→ **Stored data entries**
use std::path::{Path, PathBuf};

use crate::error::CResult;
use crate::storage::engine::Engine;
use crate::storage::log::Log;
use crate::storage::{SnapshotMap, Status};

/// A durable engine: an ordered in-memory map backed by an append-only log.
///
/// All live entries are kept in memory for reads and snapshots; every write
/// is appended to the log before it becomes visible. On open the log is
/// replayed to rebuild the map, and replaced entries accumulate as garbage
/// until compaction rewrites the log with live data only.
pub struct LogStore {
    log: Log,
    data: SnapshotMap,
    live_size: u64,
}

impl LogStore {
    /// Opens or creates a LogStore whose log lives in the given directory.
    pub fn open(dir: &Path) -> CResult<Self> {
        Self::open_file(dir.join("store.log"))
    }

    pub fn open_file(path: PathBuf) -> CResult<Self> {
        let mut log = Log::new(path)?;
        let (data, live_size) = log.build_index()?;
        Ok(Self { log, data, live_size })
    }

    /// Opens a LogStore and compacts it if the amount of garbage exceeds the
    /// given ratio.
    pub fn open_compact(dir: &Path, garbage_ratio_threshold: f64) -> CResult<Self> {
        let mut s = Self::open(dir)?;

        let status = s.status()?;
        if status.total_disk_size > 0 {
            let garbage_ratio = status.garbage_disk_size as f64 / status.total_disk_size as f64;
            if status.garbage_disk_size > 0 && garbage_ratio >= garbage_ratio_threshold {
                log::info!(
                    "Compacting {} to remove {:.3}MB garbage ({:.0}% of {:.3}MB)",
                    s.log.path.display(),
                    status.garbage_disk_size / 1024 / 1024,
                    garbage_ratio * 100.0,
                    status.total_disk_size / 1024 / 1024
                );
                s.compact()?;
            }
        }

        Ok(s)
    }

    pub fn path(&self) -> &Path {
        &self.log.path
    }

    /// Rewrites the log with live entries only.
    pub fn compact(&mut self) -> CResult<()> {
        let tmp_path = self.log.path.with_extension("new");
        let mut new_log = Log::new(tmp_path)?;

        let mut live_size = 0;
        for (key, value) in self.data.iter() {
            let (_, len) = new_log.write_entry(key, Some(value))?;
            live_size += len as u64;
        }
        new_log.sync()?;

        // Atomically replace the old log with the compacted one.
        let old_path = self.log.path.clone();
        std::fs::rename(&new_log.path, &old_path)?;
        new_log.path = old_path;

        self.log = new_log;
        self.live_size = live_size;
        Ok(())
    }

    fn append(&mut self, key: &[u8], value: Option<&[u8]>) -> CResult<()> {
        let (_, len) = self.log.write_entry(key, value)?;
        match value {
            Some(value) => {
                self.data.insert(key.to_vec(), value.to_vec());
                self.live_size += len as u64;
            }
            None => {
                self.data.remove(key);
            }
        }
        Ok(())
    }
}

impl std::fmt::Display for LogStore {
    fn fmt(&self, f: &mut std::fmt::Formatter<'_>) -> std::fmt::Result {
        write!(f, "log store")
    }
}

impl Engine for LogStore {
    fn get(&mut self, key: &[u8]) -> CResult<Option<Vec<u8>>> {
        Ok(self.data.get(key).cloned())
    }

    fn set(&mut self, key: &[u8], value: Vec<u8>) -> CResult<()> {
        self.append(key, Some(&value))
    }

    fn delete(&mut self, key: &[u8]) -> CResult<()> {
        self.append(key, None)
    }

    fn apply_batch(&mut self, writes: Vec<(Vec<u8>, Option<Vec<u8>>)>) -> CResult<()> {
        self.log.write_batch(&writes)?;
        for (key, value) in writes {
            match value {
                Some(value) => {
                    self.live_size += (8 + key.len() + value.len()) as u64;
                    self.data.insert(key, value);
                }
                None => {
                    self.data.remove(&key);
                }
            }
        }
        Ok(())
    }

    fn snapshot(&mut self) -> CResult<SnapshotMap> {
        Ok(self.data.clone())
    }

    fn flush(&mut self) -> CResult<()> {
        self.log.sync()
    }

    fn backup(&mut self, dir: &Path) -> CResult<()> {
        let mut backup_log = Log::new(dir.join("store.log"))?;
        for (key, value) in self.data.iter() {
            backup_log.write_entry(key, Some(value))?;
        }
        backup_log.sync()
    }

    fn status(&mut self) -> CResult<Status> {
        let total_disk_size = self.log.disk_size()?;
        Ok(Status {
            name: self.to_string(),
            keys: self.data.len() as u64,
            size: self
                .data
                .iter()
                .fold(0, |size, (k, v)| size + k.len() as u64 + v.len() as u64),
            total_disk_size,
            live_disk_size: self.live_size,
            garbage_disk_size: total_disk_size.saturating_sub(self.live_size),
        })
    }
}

→ **DESCRIPTION OF THE TASK**
If a line in the data contains the string "insert", copy it.

→ **FINISHED EXERCISE**
                self.data.insert(key.to_vec(), value.to_vec());
                    self.data.insert(key, value);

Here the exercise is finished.